- [What you have to do]:
Lines with "time": pull these out of the listing below.

- [Input data]:
//! spacelink object host — entry point.
//!
//! Connects to a space server as one object, sends a burst of object
//! messages and prints whatever comes back before the linger period
//! ends.
//!
//! ```text
//! spacelink-oh --object 7 --dest 7 --count 3         Echo to yourself
//! spacelink-oh --server 10.0.0.2:7777 --object 8 --dest 7 --payload ping
//! ```

use std::sync::Arc;
use std::time::Duration;

use bytes::Bytes;
use clap::Parser;
use tokio::sync::mpsc;
use tracing::{info, warn};
use tracing_subscriber::EnvFilter;

use spacelink_core::{
    ConnectionStatus, LinkConfig, MessageFramer, ObjectMessage, Stream, StreamHandler, TcpLink,
};

// ── CLI ──────────────────────────────────────────────────────────

#[derive(Parser, Debug)]
#[command(name = "spacelink-oh", about = "spacelink object-host client")]
struct Cli {
    /// Space server object-host address.
    #[arg(short, long, default_value = "127.0.0.1:7777")]
    server: String,

    /// Id of the object this host speaks for.
    #[arg(short, long)]
    object: u64,

    /// Destination object id.
    #[arg(short, long)]
    dest: u64,

    /// Number of messages to send.
    #[arg(short = 'n', long, default_value_t = 1)]
    count: u64,

    /// Message payload (UTF-8).
    #[arg(short, long, default_value = "hello")]
    payload: String,

    /// How long to wait for replies, in milliseconds.
    #[arg(long, default_value_t = 1000)]
    linger_ms: u64,

    /// Log level when RUST_LOG is unset.
    #[arg(long, default_value = "info")]
    log_level: String,
}

// ── Link events ──────────────────────────────────────────────────

enum LinkEvent {
    Frame(Bytes),
    Down(String),
}

struct ClientEvents {
    tx: mpsc::UnboundedSender<LinkEvent>,
}

impl StreamHandler for ClientEvents {
    fn on_read(&self, chunk: Bytes) {
        let _ = self.tx.send(LinkEvent::Frame(chunk));
    }

    fn on_status(&self, status: ConnectionStatus, reason: &str) {
        if status != ConnectionStatus::Connected {
            let _ = self.tx.send(LinkEvent::Down(reason.to_string()));
        }
    }
}

// ── Main ─────────────────────────────────────────────────────────

#[tokio::main]
async fn main() -> Result<(), Box<dyn std::error::Error>> {
    let cli = Cli::parse();

    let filter =
        EnvFilter::try_from_default_env().unwrap_or_else(|_| EnvFilter::new(&cli.log_level));
    tracing_subscriber::fmt().with_env_filter(filter).init();

    let (tx, mut events) = mpsc::unbounded_channel();
    let link = TcpLink::connect(&cli.server, LinkConfig::default(), Arc::new(ClientEvents { tx }))
        .await?;
    info!("connected to {} as object {}", cli.server, cli.object);

    let framer = MessageFramer::new();
    for unique in 0..cli.count {
        let msg = ObjectMessage::new(cli.object, cli.dest, cli.payload.clone().into_bytes())
            .with_unique(unique);
        let frame = framer.encode(&msg)?;
        // The link buffers a bounded number of frames; wait for room.
        let mut frame = Some(frame);
        while let Some(f) = frame.take() {
            if !link.send(f.clone()) {
                if link.is_closed() {
                    return Err("connection closed while sending".into());
                }
                tokio::time::sleep(Duration::from_millis(5)).await;
                frame = Some(f);
            }
        }
    }
    info!("sent {} message(s) to object {}", cli.count, cli.dest);

    let linger = tokio::time::sleep(Duration::from_millis(cli.linger_ms));
    tokio::pin!(linger);
    loop {
        tokio::select! {
            _ = &mut linger => break,
            event = events.recv() => match event {
                Some(LinkEvent::Frame(chunk)) => match framer.decode(&chunk) {
                    Ok(msg) => println!(
                        "{} -> {} #{}: {}",
                        msg.source_object,
                        msg.dest_object,
                        msg.unique,
                        String::from_utf8_lossy(&msg.payload)
                    ),
                    Err(e) => warn!("undecodable frame: {e}"),
                },
                Some(LinkEvent::Down(reason)) => {
                    warn!("server closed the connection: {reason}");
                    break;
                }
                None => break,
            },
        }
    }

    link.close();
    Ok(())
}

- [Exercise output]:
use std::time::Duration;
                tokio::time::sleep(Duration::from_millis(5)).await;
    let linger = tokio::time::sleep(Duration::from_millis(cli.linger_ms));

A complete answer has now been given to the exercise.